Task to carry out: Go through the records and copy each line where the string "earlier" occurs.

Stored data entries

+===+

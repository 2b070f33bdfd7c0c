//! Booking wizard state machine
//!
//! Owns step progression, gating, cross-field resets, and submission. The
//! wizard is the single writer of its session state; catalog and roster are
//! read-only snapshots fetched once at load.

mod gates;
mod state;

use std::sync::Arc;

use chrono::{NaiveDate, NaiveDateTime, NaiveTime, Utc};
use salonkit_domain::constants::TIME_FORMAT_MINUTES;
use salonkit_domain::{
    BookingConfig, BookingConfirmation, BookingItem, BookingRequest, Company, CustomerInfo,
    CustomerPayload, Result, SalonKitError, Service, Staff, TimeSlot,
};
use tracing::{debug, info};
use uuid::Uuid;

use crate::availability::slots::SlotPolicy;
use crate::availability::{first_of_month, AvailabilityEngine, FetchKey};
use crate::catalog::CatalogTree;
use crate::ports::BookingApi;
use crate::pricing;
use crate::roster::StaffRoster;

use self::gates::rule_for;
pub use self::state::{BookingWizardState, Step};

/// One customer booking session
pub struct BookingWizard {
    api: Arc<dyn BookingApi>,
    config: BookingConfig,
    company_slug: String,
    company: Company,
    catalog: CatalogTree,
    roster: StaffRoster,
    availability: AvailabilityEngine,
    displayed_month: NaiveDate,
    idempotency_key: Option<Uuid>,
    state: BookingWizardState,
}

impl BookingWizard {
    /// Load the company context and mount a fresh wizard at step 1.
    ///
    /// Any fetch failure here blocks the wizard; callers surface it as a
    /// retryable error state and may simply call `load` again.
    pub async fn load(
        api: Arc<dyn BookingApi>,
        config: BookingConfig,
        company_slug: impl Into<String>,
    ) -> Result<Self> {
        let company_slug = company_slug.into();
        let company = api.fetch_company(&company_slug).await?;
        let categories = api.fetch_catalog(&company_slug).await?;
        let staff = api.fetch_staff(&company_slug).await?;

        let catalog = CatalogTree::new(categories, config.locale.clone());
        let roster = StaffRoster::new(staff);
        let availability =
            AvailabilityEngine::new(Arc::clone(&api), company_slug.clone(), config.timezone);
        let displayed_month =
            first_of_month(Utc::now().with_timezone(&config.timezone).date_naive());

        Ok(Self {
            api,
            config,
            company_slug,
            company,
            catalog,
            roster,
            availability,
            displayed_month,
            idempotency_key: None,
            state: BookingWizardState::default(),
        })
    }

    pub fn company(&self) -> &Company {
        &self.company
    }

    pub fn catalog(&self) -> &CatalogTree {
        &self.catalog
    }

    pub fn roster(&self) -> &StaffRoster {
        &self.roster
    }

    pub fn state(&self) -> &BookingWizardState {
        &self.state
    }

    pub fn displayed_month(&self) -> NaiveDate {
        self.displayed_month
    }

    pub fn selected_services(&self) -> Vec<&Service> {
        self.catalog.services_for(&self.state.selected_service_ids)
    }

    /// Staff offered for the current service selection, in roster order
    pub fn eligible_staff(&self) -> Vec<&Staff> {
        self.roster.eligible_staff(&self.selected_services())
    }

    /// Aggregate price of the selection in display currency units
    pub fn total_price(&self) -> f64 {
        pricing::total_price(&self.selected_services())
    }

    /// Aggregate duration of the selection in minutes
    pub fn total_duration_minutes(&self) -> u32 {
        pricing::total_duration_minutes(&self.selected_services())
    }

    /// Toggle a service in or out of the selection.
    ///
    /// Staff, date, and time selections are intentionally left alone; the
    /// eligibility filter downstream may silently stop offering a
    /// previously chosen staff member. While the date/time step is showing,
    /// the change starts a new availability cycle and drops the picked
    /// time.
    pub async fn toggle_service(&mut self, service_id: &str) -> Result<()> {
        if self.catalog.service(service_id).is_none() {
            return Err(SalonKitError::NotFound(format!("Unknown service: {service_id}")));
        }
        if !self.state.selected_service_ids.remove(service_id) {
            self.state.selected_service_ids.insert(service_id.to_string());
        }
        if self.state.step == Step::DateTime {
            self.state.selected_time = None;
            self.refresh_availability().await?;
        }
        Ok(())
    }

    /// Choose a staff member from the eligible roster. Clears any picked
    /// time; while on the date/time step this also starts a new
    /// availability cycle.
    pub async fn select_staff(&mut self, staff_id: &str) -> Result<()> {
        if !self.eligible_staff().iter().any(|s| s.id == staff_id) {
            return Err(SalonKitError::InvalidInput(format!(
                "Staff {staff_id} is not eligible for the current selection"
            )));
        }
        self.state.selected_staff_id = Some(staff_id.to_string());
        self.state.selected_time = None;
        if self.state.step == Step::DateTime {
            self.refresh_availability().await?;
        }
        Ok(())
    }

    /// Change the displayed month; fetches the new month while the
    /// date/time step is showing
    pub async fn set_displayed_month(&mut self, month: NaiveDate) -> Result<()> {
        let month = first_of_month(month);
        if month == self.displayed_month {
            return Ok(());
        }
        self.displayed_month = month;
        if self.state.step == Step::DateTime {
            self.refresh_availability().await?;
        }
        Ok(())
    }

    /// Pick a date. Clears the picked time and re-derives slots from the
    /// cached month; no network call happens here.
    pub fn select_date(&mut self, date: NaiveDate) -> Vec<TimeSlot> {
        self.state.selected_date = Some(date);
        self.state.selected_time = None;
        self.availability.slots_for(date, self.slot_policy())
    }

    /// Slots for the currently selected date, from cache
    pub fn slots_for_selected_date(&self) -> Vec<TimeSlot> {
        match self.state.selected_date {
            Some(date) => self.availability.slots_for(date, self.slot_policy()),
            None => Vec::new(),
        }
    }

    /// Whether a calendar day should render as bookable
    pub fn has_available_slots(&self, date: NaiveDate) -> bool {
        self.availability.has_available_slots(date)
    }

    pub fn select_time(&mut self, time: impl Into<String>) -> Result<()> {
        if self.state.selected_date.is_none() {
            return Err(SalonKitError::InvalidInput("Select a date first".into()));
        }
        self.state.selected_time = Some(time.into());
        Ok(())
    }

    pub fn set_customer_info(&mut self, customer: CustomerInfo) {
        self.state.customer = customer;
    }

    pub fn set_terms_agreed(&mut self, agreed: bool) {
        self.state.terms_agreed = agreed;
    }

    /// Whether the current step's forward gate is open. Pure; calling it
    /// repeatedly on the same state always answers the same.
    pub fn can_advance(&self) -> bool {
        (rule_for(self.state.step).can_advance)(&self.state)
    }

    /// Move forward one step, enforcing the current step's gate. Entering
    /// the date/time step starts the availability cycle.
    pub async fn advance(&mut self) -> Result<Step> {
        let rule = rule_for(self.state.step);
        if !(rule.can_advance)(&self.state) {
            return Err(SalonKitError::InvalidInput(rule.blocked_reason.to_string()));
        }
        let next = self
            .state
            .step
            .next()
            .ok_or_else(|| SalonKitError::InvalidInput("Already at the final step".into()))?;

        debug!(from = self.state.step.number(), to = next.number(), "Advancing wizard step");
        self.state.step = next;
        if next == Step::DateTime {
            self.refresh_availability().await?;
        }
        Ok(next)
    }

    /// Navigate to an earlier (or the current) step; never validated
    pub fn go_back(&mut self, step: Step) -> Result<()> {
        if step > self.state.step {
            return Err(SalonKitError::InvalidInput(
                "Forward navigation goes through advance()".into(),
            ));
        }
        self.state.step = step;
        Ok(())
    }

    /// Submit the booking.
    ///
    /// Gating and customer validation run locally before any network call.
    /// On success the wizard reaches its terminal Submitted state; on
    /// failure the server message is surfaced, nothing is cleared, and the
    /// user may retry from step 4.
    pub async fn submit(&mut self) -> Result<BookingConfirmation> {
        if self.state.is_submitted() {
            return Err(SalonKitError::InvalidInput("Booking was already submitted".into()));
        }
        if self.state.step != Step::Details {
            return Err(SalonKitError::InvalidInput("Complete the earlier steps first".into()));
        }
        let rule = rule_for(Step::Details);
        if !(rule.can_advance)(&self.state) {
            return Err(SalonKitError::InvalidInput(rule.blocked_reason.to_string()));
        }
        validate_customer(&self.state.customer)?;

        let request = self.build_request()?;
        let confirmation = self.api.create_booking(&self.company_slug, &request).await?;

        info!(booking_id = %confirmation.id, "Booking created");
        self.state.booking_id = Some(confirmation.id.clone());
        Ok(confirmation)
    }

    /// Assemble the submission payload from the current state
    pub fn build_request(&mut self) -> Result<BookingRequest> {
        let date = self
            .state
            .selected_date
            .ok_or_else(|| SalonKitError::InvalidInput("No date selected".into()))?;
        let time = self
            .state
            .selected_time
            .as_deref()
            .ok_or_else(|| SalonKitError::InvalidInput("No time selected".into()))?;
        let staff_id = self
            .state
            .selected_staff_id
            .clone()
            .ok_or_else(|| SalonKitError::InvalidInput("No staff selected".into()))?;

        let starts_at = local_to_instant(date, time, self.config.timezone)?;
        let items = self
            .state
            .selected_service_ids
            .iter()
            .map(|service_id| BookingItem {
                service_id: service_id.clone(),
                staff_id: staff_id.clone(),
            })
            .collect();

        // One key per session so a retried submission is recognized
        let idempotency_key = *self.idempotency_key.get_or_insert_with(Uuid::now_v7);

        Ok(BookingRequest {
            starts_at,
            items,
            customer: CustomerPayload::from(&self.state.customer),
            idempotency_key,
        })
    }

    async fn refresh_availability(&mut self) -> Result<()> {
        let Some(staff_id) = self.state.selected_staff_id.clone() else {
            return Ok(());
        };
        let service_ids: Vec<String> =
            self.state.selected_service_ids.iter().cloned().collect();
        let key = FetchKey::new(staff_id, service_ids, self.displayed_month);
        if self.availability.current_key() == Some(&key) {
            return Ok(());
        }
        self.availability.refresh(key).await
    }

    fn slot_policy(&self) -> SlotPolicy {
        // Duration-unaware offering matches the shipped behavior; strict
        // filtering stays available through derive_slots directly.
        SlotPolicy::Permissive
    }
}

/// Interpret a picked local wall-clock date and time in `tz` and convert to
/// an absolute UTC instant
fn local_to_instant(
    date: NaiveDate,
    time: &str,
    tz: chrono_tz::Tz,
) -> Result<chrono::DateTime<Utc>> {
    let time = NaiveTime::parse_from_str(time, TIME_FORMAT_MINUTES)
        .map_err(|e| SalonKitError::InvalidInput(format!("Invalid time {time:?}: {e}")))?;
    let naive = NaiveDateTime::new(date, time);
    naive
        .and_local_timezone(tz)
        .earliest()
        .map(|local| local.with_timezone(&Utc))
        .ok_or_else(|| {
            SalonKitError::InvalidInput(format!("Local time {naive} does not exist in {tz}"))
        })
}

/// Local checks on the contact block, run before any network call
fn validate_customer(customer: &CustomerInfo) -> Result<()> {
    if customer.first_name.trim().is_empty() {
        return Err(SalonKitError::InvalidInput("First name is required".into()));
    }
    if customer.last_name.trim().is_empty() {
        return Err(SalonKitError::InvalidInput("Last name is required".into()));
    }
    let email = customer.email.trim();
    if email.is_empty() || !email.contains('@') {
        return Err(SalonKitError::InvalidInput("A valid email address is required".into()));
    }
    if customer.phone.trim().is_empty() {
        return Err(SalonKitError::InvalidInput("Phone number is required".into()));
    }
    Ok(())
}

+===+

Reply:
    /// Navigate to an earlier (or the current) step; never validated
            return Err(SalonKitError::InvalidInput("Complete the earlier steps first".into()));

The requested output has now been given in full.